Mr Kagara’s letter, which was a reply to an earlier inquiry by Mr Malami, explained that ALGON actually engaged the services of some lawyers that represented the association and by extension its members during the litigation process that ended in favour of the association.
But it added, “A perusal of all the relevant court records will show that neither Dr Ted Edward nor Edwards and Partners were counsel on records throughout the entire court proceedings.”
Concerning RIOK, which is laying claim to a court judgment awarding it over $142million as its share of the Paris Club refunds, Mr Kagara stated that there was no evidence the firm executed the contracts it was awarded by ALGON in December 2013 to be entitled to the monetary claim.
His letter to Mr Malami reads in part, “ALGON via an award letter dated December 17, 2013, awarded a contract to RIOK Nigeria Limited for the provision of boreholes and other water reticulating apparatus in all the 774 Local Governments and Area Councils in Nigeria.
“This was subsequently followed by a Memorandum of Understanding (MOU) executed by both parties.
“The entire contract sum was $318,807,950,596, to be funded from the Paris Club refund funds accruable to Local Governments.
“From ALGON’s records, there is no evidence that RIOK has executed the required job.”
It added that there was also “no communication from the company informing ALGON of the job execution/completion.”
“No job inspection has been carried out by ALGON and RIOK has not formally handed over any site of job completion; no certification of job completion has been issued to RIOK; consequently, the association categorically denies execution of the work by RIOK to justify any claims for payment,” the letter added.
ALGON, under a new administration led by Kolade Alabi as president, wrote another letter dated October 8, 2019, to Mr Malami, restating the association’s position on the judgment debts as canvassed in Mr Kagara’s September 10, 2018 correspondence.
READ ALSO: EXCLUSIVE: How Malami ignored fraud warnings while pushing for payment of suspicious N159 billion debts
In another outlandish case, George Uboh, owner of Panic Alert Security System Limited, laying claim to $47.8 million, revealed that his entitlement to the money accrued from helping NGF to pressure a sitting judge to reverse a $478 million judgment.
He stated, “I pressured a sitting judge to reverse a $478 Million USD judgment awarded to contractors that were not a party to the underlying suit.
“I have sacrificed enough for my country way more than you have.

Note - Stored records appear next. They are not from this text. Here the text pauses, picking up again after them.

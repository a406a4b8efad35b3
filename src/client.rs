//! Client assembly: configuration to ready-to-use façades.

use std::sync::Arc;
use std::time::Duration;

use crate::adapters::{ChatApi, CompanionApi, CrmApi, ProjectsApi, UserApi};
use crate::domain::errors::ApiResult;
use crate::domain::models::config::Config;
use crate::domain::ports::Transport;
use crate::infrastructure::config::ConfigLoader;
use crate::infrastructure::http::{Dispatcher, HttpTransport, ResponseCache, RetryPolicy};

/// Entry point for the platform API.
///
/// Owns the transport, the process-wide response cache, and the dispatcher
/// shared by every façade. The cache is dependency-injected into the
/// dispatcher, so tests that need isolation construct their own
/// [`Dispatcher`] instead of going through a `Client`.
pub struct Client {
    dispatcher: Arc<Dispatcher>,
    cache: Arc<ResponseCache>,
}

impl Client {
    /// Build a client from an explicit configuration.
    pub fn new(config: Config) -> ApiResult<Self> {
        let transport = Arc::new(HttpTransport::new()?);
        Ok(Self::with_transport(config, transport))
    }

    /// Build a client from the merged configuration sources
    /// (defaults, `.atrium/*.yaml`, `ATRIUM_*` environment variables).
    pub fn from_default_config() -> anyhow::Result<Self> {
        let config = ConfigLoader::load()?;
        Ok(Self::new(config)?)
    }

    /// Build a client over a custom transport. Useful for tests and for
    /// embedding applications that bring their own HTTP stack.
    pub fn with_transport(config: Config, transport: Arc<dyn Transport>) -> Self {
        let cache = Arc::new(ResponseCache::new());
        let retry_policy = RetryPolicy::new(
            config.retry.max_retries,
            config.retry.initial_backoff_ms,
            config.retry.max_backoff_ms,
        );

        let mut dispatcher = Dispatcher::new(transport, config.api.base_url, Arc::clone(&cache))
            .with_retry_policy(retry_policy)
            .with_default_timeout(Duration::from_millis(config.api.timeout_ms))
            .with_default_cache_ttl(Duration::from_millis(config.cache.default_ttl_ms));
        if let Some(token) = config.api.auth_token {
            dispatcher = dispatcher.with_auth_token(token);
        }

        Self {
            dispatcher: Arc::new(dispatcher),
            cache,
        }
    }

    /// Chat assistant endpoints.
    pub fn chat(&self) -> ChatApi {
        ChatApi::new(Arc::clone(&self.dispatcher))
    }

    /// CRM webhook endpoints.
    pub fn crm(&self) -> CrmApi {
        CrmApi::new(Arc::clone(&self.dispatcher))
    }

    /// Project board endpoints.
    pub fn projects(&self) -> ProjectsApi {
        ProjectsApi::new(Arc::clone(&self.dispatcher))
    }

    /// AI companion endpoints.
    pub fn companion(&self) -> CompanionApi {
        CompanionApi::new(Arc::clone(&self.dispatcher))
    }

    /// User profile and analytics endpoints.
    pub fn user(&self) -> UserApi {
        UserApi::new(Arc::clone(&self.dispatcher))
    }

    /// The dispatcher, for one-off calls outside the façades.
    pub fn dispatcher(&self) -> Arc<Dispatcher> {
        Arc::clone(&self.dispatcher)
    }

    /// Drop every cached response.
    pub fn clear_cache(&self) {
        self.cache.clear();
    }
}

#[cfg(test)]
mod tests {
    use super::*;

    #[test]
    fn test_client_builds_from_default_config() {
        let client = Client::new(Config::default());
        assert!(client.is_ok());
    }

    #[test]
    fn test_clear_cache_empties_shared_store() {
        let client = Client::new(Config::default()).unwrap();
        client.dispatcher().cache().set(
            "http://localhost:3000/api/projects",
            serde_json::json!({"projects": []}),
            Duration::from_secs(60),
        );
        client.clear_cache();
        assert!(client.dispatcher().cache().is_empty());
    }
}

After saving the NGF $478 million USD and being detained, don’t I deserve 10 per cent ($47.8M); or is it a case of the pidgin parlance ‘monkey work, baboon chop’.”
Gambari, Malami, Zainab Ahmed’s desperate push
Our reports revealed how three influential officials of the President’s Chief of Staff, Ibrahim Gambari, the AGF, Mr Malami, and the Minister of Finance, Zainab Ahmed, have been spearheading the desperate moves to pay the creditors in disregard for all the red flags.
Of the three, Mr Malami is the only one that has been in the picture since 2016 when the conversations among top echelons of the Buhari administration about payment of government’s judgment debts started.
Mrs Ahmed only became involved following her appointment as finance minister after her predecessor, Kemi Adeosun, resigned in September 2018 in the wake of her NYSC certificate forgery scandal.
On his part, Mr Gambari got involved in the matter following his appointment in May 2020 after the death of his predecessor, Abba Kyari, who died from COVID-19 complications in April 2020.
Mr Malami had in response to our reports denied any wrongdoing.
But he has refused to answer the 10 questions raised by PREMIUM TIMES pointing out gaps in the statement issued in defence of his action.